An estimated 1,000 children took part in the Good Friday event, held adjacent to the Slovak Legion.

THUNDER BAY – It didn’t take Alexa Dysievick long to forge out a plan of attack for Friday’s annual East End Easter Egg Hunt.

The 10-year-old, taking part in the event for the first time, surveyed the field next to the Slovak Legion – a last minute fill-in when the traditional Frank Charry Park site was deemed unsafe – and decided charging full steam ahead was the best approach to ensure she collected the most number of plastic eggs.

It worked out beautifully, the youngster filling her basket alongside her sister Gianna.

“I was just grabbing them one after another,” she said. “It was kind of a trail, so you just grab one and grab one and go a little further, and sometimes going right to the middle. Everyone goes around the perimeter, so I grabbed them from the middle.”

Her sister, also 10, was thrilled with how things unfolded on Good Friday.

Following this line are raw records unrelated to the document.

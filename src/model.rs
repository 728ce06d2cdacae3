//! Fleet data model.
//!
//! Relations are plain ids; joins happen at the store boundary. Blobs the
//! devices report (settings, desired config, overrides) stay opaque JSON.

use chrono::{DateTime, Utc};
use serde::{Deserialize, Serialize};
use serde_json::Value;

// ── Devices ─────────────────────────────────────────────

#[derive(Debug, Clone, Copy, PartialEq, Eq, Serialize, Deserialize)]
#[serde(rename_all = "lowercase")]
pub enum DeviceStatus {
    Online,
    Offline,
    Unknown,
}

impl DeviceStatus {
    pub fn as_str(&self) -> &'static str {
        match self {
            DeviceStatus::Online => "online",
            DeviceStatus::Offline => "offline",
            DeviceStatus::Unknown => "unknown",
        }
    }

    pub fn parse(s: &str) -> Self {
        match s {
            "online" => DeviceStatus::Online,
            "offline" => DeviceStatus::Offline,
            _ => DeviceStatus::Unknown,
        }
    }
}

/// A managed device. MAC is the natural key and never mutates; IP may be
/// rewritten by discovery. Name, overrides and template assignments are
/// user-owned and survive discovery updates.
#[derive(Debug, Clone, Serialize, Deserialize)]
pub struct Device {
    pub id: i64,
    pub mac: String,
    pub ip: String,
    #[serde(rename = "type")]
    pub device_type: String,
    pub name: String,
    pub firmware: String,
    pub status: DeviceStatus,
    pub last_seen: DateTime<Utc>,
    /// Live settings blob last read from the device.
    #[serde(skip_serializing_if = "Option::is_none")]
    pub settings: Option<Value>,
    /// Stored desired configuration.
    #[serde(skip_serializing_if = "Option::is_none")]
    pub desired_config: Option<Value>,
    pub applied: bool,
    #[serde(skip_serializing_if = "Option::is_none")]
    pub overrides: Option<Value>,
    #[serde(default)]
    pub template_ids: Vec<i64>,
    pub created_at: DateTime<Utc>,
    pub updated_at: DateTime<Utc>,
}

/// Fields a new device row is created from.
#[derive(Debug, Clone, Default, Deserialize)]
pub struct NewDevice {
    pub mac: String,
    pub ip: String,
    #[serde(rename = "type", default)]
    pub device_type: String,
    #[serde(default)]
    pub name: String,
    #[serde(default)]
    pub firmware: String,
    #[serde(default)]
    pub settings: Option<Value>,
}

// ── Discovery ───────────────────────────────────────────

/// Transient scan result. Many rows may reference one eventual Device;
/// the TTL sweep removes rows past `expires_at`.
#[derive(Debug, Clone, Serialize, Deserialize)]
pub struct DiscoveredDevice {
    pub id: i64,
    pub mac: String,
    /// Which scanner produced the record (`http-scan`, `mdns`).
    pub agent_id: String,
    #[serde(skip_serializing_if = "Option::is_none")]
    pub ssid: Option<String>,
    #[serde(skip_serializing_if = "Option::is_none")]
    pub model: Option<String>,
    #[serde(skip_serializing_if = "Option::is_none")]
    pub generation: Option<u8>,
    #[serde(skip_serializing_if = "Option::is_none")]
    pub ip: Option<String>,
    #[serde(skip_serializing_if = "Option::is_none")]
    pub signal: Option<i32>,
    pub discovered_at: DateTime<Utc>,
    pub expires_at: DateTime<Utc>,
}

// ── Templates ───────────────────────────────────────────

#[derive(Debug, Clone, Serialize, Deserialize)]
pub struct ConfigTemplate {
    pub id: i64,
    pub name: String,
    #[serde(default)]
    pub description: String,
    /// Device-type selector this template applies to (empty = any).
    #[serde(default)]
    pub device_type: String,
    #[serde(skip_serializing_if = "Option::is_none")]
    pub generation: Option<u8>,
    /// Inheritance parent. The chain must stay acyclic.
    #[serde(skip_serializing_if = "Option::is_none")]
    pub parent_id: Option<i64>,
    /// Variable name → type tag (`string`, `number`, `bool`).
    #[serde(default)]
    pub variables: serde_json::Map<String, Value>,
    pub body: String,
    #[serde(default)]
    pub is_default: bool,
    pub created_at: DateTime<Utc>,
    pub updated_at: DateTime<Utc>,
}

// ── Drift ───────────────────────────────────────────────

#[derive(Debug, Clone, Copy, PartialEq, Eq, Serialize, Deserialize)]
#[serde(rename_all = "lowercase")]
pub enum DriftOp {
    Add,
    Remove,
    Change,
}

/// Fixed classification: security > network > feature > cosmetic.
#[derive(Debug, Clone, Copy, PartialEq, Eq, PartialOrd, Ord, Serialize, Deserialize)]
#[serde(rename_all = "lowercase")]
pub enum DriftSeverity {
    Security,
    Network,
    Feature,
    Cosmetic,
}

#[derive(Debug, Clone, Serialize, Deserialize)]
pub struct DriftEntry {
    pub path: String,
    pub op: DriftOp,
    #[serde(skip_serializing_if = "Option::is_none")]
    pub old: Option<Value>,
    #[serde(skip_serializing_if = "Option::is_none")]
    pub new: Option<Value>,
    pub severity: DriftSeverity,
}

#[derive(Debug, Clone, Serialize, Deserialize)]
pub struct DriftReport {
    pub id: i64,
    pub device_id: i64,
    #[serde(skip_serializing_if = "Option::is_none")]
    pub schedule_id: Option<i64>,
    pub entries: Vec<DriftEntry>,
    /// Set when drift detection itself failed for this device.
    #[serde(skip_serializing_if = "Option::is_none")]
    pub error: Option<String>,
    pub resolved: bool,
    #[serde(skip_serializing_if = "Option::is_none")]
    pub resolution_note: Option<String>,
    pub created_at: DateTime<Utc>,
}

#[derive(Debug, Clone, Serialize, Deserialize)]
pub struct DriftSchedule {
    pub id: i64,
    pub name: String,
    /// Standard 5-field cron expression.
    pub cron: String,
    /// `all`, `device:<id>[,<id>…]`, or `tag:<tag>`.
    pub selector: String,
    pub enabled: bool,
    #[serde(skip_serializing_if = "Option::is_none")]
    pub last_run: Option<DateTime<Utc>>,
    #[serde(skip_serializing_if = "Option::is_none")]
    pub next_run: Option<DateTime<Utc>>,
    pub created_at: DateTime<Utc>,
    pub updated_at: DateTime<Utc>,
}

// ── Sync audit ──────────────────────────────────────────

/// One export or import run, append-only.
#[derive(Debug, Clone, Serialize, Deserialize)]
pub struct SyncHistory {
    pub id: i64,
    pub plugin: String,
    pub format: String,
    pub success: bool,
    pub record_count: u64,
    #[serde(skip_serializing_if = "Option::is_none")]
    pub file_size: Option<u64>,
    pub duration_ms: u64,
    #[serde(skip_serializing_if = "Option::is_none")]
    pub error: Option<String>,
    pub requested_by: String,
    pub created_at: DateTime<Utc>,
}

// ── Notifications ───────────────────────────────────────

#[derive(Debug, Clone, Copy, PartialEq, Eq, Serialize, Deserialize)]
#[serde(rename_all = "lowercase")]
pub enum ChannelKind {
    Email,
    Webhook,
    Slack,
}

impl ChannelKind {
    pub fn as_str(&self) -> &'static str {
        match self {
            ChannelKind::Email => "email",
            ChannelKind::Webhook => "webhook",
            ChannelKind::Slack => "slack",
        }
    }

    pub fn parse(s: &str) -> Option<Self> {
        match s {
            "email" => Some(ChannelKind::Email),
            "webhook" => Some(ChannelKind::Webhook),
            "slack" => Some(ChannelKind::Slack),
            _ => None,
        }
    }
}

#[derive(Debug, Clone, Serialize, Deserialize)]
pub struct NotificationChannel {
    pub id: i64,
    pub name: String,
    pub kind: ChannelKind,
    /// Kind-specific settings (webhook url, smtp host, slack channel…).
    pub settings: Value,
    pub enabled: bool,
    pub created_at: DateTime<Utc>,
}

#[derive(Debug, Clone, Serialize, Deserialize)]
pub struct NotificationRule {
    pub id: i64,
    pub name: String,
    /// Event type this rule matches (`drift.detected`, `import.completed`…).
    pub event_type: String,
    pub channel_id: i64,
    #[serde(skip_serializing_if = "Option::is_none")]
    pub min_severity: Option<DriftSeverity>,
    pub enabled: bool,
    pub created_at: DateTime<Utc>,
}

#[derive(Debug, Clone, Serialize, Deserialize)]
pub struct NotificationEvent {
    pub id: i64,
    #[serde(skip_serializing_if = "Option::is_none")]
    pub rule_id: Option<i64>,
    pub channel_id: i64,
    pub event_type: String,
    pub payload: Value,
    pub success: bool,
    #[serde(skip_serializing_if = "Option::is_none")]
    pub error: Option<String>,
    pub created_at: DateTime<Utc>,
}

#[cfg(test)]
mod tests {
    use super::*;

    #[test]
    fn test_status_round_trip() {
        for s in [DeviceStatus::Online, DeviceStatus::Offline, DeviceStatus::Unknown] {
            assert_eq!(DeviceStatus::parse(s.as_str()), s);
        }
        assert_eq!(DeviceStatus::parse("garbage"), DeviceStatus::Unknown);
    }

    #[test]
    fn test_severity_ordering() {
        assert!(DriftSeverity::Security < DriftSeverity::Network);
        assert!(DriftSeverity::Network < DriftSeverity::Feature);
        assert!(DriftSeverity::Feature < DriftSeverity::Cosmetic);
    }

    #[test]
    fn test_device_serializes_type_field() {
        let device = Device {
            id: 1,
            mac: "AABBCCDDEEFF".into(),
            ip: "192.168.1.10".into(),
            device_type: "SHSW-1".into(),
            name: "Living".into(),
            firmware: "1.0.0".into(),
            status: DeviceStatus::Online,
            last_seen: Utc::now(),
            settings: None,
            desired_config: None,
            applied: false,
            overrides: None,
            template_ids: vec![2, 3],
            created_at: Utc::now(),
            updated_at: Utc::now(),
        };
        let v = serde_json::to_value(&device).unwrap();
        assert_eq!(v["type"], "SHSW-1");
        assert_eq!(v["status"], "online");
        assert_eq!(v["template_ids"], serde_json::json!([2, 3]));
    }
}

“It was cool, it was fun,” Gianna said. “It was our first year and there were a lot of people here. I loved collecting the eggs because it’s fun collecting them.”

Nine-year-old Envy Atwood joined her cousin Blair Murray at the Easter egg hunt, and said she had a blast, despite the blink-and-it's-over frenzied pace each time a new age group was brought onto the field to begin the hunt.

“You get to run around and pick them up. It’s so fun,” she said.

“Me and my cousin, we saw a whole bunch of eggs and you just have to go for those eggs. But if someone took them, you just have get the other ones. I got about 10 eggs.”

Envy said she had plenty of experience to draw upon.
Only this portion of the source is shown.